(DATA FOR PROCESSING)

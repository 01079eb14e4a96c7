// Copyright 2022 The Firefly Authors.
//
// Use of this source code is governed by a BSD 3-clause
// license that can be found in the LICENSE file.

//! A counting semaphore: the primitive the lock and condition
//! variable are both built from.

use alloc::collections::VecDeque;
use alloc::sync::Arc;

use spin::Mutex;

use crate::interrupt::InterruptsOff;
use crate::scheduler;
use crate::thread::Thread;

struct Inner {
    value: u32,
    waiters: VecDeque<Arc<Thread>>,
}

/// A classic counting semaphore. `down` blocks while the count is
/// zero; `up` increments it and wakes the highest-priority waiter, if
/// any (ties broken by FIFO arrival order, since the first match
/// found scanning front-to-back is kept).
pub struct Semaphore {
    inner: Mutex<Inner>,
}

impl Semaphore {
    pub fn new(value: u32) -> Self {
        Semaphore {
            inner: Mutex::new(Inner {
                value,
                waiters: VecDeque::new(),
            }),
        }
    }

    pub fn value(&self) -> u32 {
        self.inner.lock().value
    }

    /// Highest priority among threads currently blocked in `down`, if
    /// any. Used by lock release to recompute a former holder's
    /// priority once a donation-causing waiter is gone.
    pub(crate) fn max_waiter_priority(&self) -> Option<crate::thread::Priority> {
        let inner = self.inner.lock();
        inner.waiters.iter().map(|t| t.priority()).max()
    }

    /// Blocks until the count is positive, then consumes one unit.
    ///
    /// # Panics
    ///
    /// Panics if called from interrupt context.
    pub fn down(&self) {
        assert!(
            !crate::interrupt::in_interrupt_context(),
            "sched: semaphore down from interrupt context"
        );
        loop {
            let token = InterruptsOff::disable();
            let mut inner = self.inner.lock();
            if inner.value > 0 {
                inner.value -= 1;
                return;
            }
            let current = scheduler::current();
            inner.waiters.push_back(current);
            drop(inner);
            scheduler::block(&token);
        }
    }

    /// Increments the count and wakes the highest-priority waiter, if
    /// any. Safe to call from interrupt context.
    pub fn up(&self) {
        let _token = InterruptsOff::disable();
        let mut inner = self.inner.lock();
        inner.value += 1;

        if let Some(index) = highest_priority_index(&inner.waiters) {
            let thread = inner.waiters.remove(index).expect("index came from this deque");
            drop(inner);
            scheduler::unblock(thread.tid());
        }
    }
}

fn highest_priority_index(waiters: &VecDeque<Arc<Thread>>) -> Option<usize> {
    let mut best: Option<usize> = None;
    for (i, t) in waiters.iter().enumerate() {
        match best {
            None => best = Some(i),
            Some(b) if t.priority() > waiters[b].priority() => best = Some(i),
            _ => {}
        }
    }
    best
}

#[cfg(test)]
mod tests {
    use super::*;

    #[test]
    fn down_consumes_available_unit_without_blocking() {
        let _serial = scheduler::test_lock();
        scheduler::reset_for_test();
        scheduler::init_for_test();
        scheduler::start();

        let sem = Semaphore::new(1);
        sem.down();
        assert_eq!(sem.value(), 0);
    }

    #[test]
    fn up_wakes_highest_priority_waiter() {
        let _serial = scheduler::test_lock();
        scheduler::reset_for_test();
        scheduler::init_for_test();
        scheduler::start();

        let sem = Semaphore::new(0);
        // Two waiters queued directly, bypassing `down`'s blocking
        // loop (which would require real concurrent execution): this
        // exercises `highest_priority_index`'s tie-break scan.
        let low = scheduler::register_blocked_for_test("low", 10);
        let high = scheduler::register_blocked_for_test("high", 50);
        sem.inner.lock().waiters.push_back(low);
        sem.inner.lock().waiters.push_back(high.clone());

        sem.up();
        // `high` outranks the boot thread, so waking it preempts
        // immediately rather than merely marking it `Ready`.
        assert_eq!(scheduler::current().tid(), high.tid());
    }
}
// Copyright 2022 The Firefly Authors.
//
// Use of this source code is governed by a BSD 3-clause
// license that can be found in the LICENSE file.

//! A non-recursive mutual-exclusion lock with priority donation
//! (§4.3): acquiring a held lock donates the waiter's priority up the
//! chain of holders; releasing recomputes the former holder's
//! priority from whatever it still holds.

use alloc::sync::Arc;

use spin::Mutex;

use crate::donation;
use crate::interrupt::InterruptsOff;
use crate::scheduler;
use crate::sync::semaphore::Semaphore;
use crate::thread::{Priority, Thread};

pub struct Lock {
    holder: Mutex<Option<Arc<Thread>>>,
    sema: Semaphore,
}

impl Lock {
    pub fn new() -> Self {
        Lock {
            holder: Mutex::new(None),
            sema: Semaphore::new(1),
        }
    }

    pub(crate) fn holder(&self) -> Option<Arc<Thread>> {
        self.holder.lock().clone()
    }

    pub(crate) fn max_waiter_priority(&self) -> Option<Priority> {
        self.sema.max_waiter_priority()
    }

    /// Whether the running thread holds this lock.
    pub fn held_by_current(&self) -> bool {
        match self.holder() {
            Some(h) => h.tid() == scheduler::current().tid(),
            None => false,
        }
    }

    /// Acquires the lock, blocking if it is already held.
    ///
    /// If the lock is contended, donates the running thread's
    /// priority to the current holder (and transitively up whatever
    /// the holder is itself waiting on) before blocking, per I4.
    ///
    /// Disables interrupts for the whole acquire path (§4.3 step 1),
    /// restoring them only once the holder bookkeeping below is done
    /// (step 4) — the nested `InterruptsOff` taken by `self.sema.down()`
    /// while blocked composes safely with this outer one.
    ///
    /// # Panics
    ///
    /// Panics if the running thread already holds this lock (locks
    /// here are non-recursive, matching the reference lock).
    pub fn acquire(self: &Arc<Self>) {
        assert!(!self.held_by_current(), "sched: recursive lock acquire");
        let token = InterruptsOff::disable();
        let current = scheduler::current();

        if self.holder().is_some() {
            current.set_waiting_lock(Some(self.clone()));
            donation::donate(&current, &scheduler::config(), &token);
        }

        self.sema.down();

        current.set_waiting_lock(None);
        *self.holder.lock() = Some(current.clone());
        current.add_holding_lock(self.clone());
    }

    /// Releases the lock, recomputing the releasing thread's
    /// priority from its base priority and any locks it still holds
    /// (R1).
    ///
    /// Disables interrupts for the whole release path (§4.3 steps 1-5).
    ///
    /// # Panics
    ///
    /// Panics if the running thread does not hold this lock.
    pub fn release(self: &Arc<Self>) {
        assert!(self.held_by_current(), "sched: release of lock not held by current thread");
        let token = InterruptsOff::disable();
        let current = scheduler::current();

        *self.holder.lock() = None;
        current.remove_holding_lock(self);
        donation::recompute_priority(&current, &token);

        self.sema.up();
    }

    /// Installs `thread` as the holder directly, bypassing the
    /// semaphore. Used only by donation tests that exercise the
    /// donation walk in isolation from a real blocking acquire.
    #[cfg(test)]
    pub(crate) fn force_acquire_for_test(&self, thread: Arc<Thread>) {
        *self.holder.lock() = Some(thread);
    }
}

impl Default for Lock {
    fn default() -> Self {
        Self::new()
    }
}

(End DATA FOR PROCESSING)

Each entry given above is to be duplicated exactly.

§ ANSWER:
repository 01079eb14e4a96c7
// Copyright 2022 The Firefly Authors.
//
// Use of this source code is governed by a BSD 3-clause
// license that can be found in the LICENSE file.

//! A counting semaphore: the primitive the lock and condition
//! variable are both built from.

use alloc::collections::VecDeque;
use alloc::sync::Arc;

use spin::Mutex;

use crate::interrupt::InterruptsOff;
use crate::scheduler;
use crate::thread::Thread;

struct Inner {
    value: u32,
    waiters: VecDeque<Arc<Thread>>,
}

/// A classic counting semaphore. `down` blocks while the count is
/// zero; `up` increments it and wakes the highest-priority waiter, if
/// any (ties broken by FIFO arrival order, since the first match
/// found scanning front-to-back is kept).
pub struct Semaphore {
    inner: Mutex<Inner>,
}

impl Semaphore {
    pub fn new(value: u32) -> Self {
        Semaphore {
            inner: Mutex::new(Inner {
                value,
                waiters: VecDeque::new(),
            }),
        }
    }

    pub fn value(&self) -> u32 {
        self.inner.lock().value
    }

    /// Highest priority among threads currently blocked in `down`, if
    /// any. Used by lock release to recompute a former holder's
    /// priority once a donation-causing waiter is gone.
    pub(crate) fn max_waiter_priority(&self) -> Option<crate::thread::Priority> {
        let inner = self.inner.lock();
        inner.waiters.iter().map(|t| t.priority()).max()
    }

    /// Blocks until the count is positive, then consumes one unit.
    ///
    /// # Panics
    ///
    /// Panics if called from interrupt context.
    pub fn down(&self) {
        assert!(
            !crate::interrupt::in_interrupt_context(),
            "sched: semaphore down from interrupt context"
        );
        loop {
            let token = InterruptsOff::disable();
            let mut inner = self.inner.lock();
            if inner.value > 0 {
                inner.value -= 1;
                return;
            }
            let current = scheduler::current();
            inner.waiters.push_back(current);
            drop(inner);
            scheduler::block(&token);
        }
    }

    /// Increments the count and wakes the highest-priority waiter, if
    /// any. Safe to call from interrupt context.
    pub fn up(&self) {
        let _token = InterruptsOff::disable();
        let mut inner = self.inner.lock();
        inner.value += 1;

        if let Some(index) = highest_priority_index(&inner.waiters) {
            let thread = inner.waiters.remove(index).expect("index came from this deque");
            drop(inner);
            scheduler::unblock(thread.tid());
        }
    }
}

fn highest_priority_index(waiters: &VecDeque<Arc<Thread>>) -> Option<usize> {
    let mut best: Option<usize> = None;
    for (i, t) in waiters.iter().enumerate() {
        match best {
            None => best = Some(i),
            Some(b) if t.priority() > waiters[b].priority() => best = Some(i),
            _ => {}
        }
    }
    best
}

#[cfg(test)]
mod tests {
    use super::*;

    #[test]
    fn down_consumes_available_unit_without_blocking() {
        let _serial = scheduler::test_lock();
        scheduler::reset_for_test();
        scheduler::init_for_test();
        scheduler::start();

        let sem = Semaphore::new(1);
        sem.down();
        assert_eq!(sem.value(), 0);
    }

    #[test]
    fn up_wakes_highest_priority_waiter() {
        let _serial = scheduler::test_lock();
        scheduler::reset_for_test();
        scheduler::init_for_test();
        scheduler::start();

        let sem = Semaphore::new(0);
        // Two waiters queued directly, bypassing `down`'s blocking
        // loop (which would require real concurrent execution): this
        // exercises `highest_priority_index`'s tie-break scan.
        let low = scheduler::register_blocked_for_test("low", 10);
        let high = scheduler::register_blocked_for_test("high", 50);
        sem.inner.lock().waiters.push_back(low);
        sem.inner.lock().waiters.push_back(high.clone());

        sem.up();
        // `high` outranks the boot thread, so waking it preempts
        // immediately rather than merely marking it `Ready`.
        assert_eq!(scheduler::current().tid(), high.tid());
    }
}
// Copyright 2022 The Firefly Authors.
//
// Use of this source code is governed by a BSD 3-clause
// license that can be found in the LICENSE file.

//! A non-recursive mutual-exclusion lock with priority donation
//! (§4.3): acquiring a held lock donates the waiter's priority up the
//! chain of holders; releasing recomputes the former holder's
//! priority from whatever it still holds.

use alloc::sync::Arc;

use spin::Mutex;

use crate::donation;
use crate::interrupt::InterruptsOff;
use crate::scheduler;
use crate::sync::semaphore::Semaphore;
use crate::thread::{Priority, Thread};

pub struct Lock {
    holder: Mutex<Option<Arc<Thread>>>,
    sema: Semaphore,
}

impl Lock {
    pub fn new() -> Self {
        Lock {
            holder: Mutex::new(None),
            sema: Semaphore::new(1),
        }
    }

    pub(crate) fn holder(&self) -> Option<Arc<Thread>> {
        self.holder.lock().clone()
    }

    pub(crate) fn max_waiter_priority(&self) -> Option<Priority> {
        self.sema.max_waiter_priority()
    }

    /// Whether the running thread holds this lock.
    pub fn held_by_current(&self) -> bool {
        match self.holder() {
            Some(h) => h.tid() == scheduler::current().tid(),
            None => false,
        }
    }

    /// Acquires the lock, blocking if it is already held.
    ///
    /// If the lock is contended, donates the running thread's
    /// priority to the current holder (and transitively up whatever
    /// the holder is itself waiting on) before blocking, per I4.
    ///
    /// Disables interrupts for the whole acquire path (§4.3 step 1),
    /// restoring them only once the holder bookkeeping below is done
    /// (step 4) — the nested `InterruptsOff` taken by `self.sema.down()`
    /// while blocked composes safely with this outer one.
    ///
    /// # Panics
    ///
    /// Panics if the running thread already holds this lock (locks
    /// here are non-recursive, matching the reference lock).
    pub fn acquire(self: &Arc<Self>) {
        assert!(!self.held_by_current(), "sched: recursive lock acquire");
        let token = InterruptsOff::disable();
        let current = scheduler::current();

        if self.holder().is_some() {
            current.set_waiting_lock(Some(self.clone()));
            donation::donate(&current, &scheduler::config(), &token);
        }

        self.sema.down();

        current.set_waiting_lock(None);
        *self.holder.lock() = Some(current.clone());
        current.add_holding_lock(self.clone());
    }

    /// Releases the lock, recomputing the releasing thread's
    /// priority from its base priority and any locks it still holds
    /// (R1).
    ///
    /// Disables interrupts for the whole release path (§4.3 steps 1-5).
    ///
    /// # Panics
    ///
    /// Panics if the running thread does not hold this lock.
    pub fn release(self: &Arc<Self>) {
        assert!(self.held_by_current(), "sched: release of lock not held by current thread");
        let token = InterruptsOff::disable();
        let current = scheduler::current();

        *self.holder.lock() = None;
        current.remove_holding_lock(self);
        donation::recompute_priority(&current, &token);

        self.sema.up();
    }

    /// Installs `thread` as the holder directly, bypassing the
    /// semaphore. Used only by donation tests that exercise the
    /// donation walk in isolation from a real blocking acquire.
    #[cfg(test)]
    pub(crate) fn force_acquire_for_test(&self, thread: Arc<Thread>) {
        *self.holder.lock() = Some(thread);
    }
}

impl Default for Lock {
    fn default() -> Self {
        Self::new()
    }
}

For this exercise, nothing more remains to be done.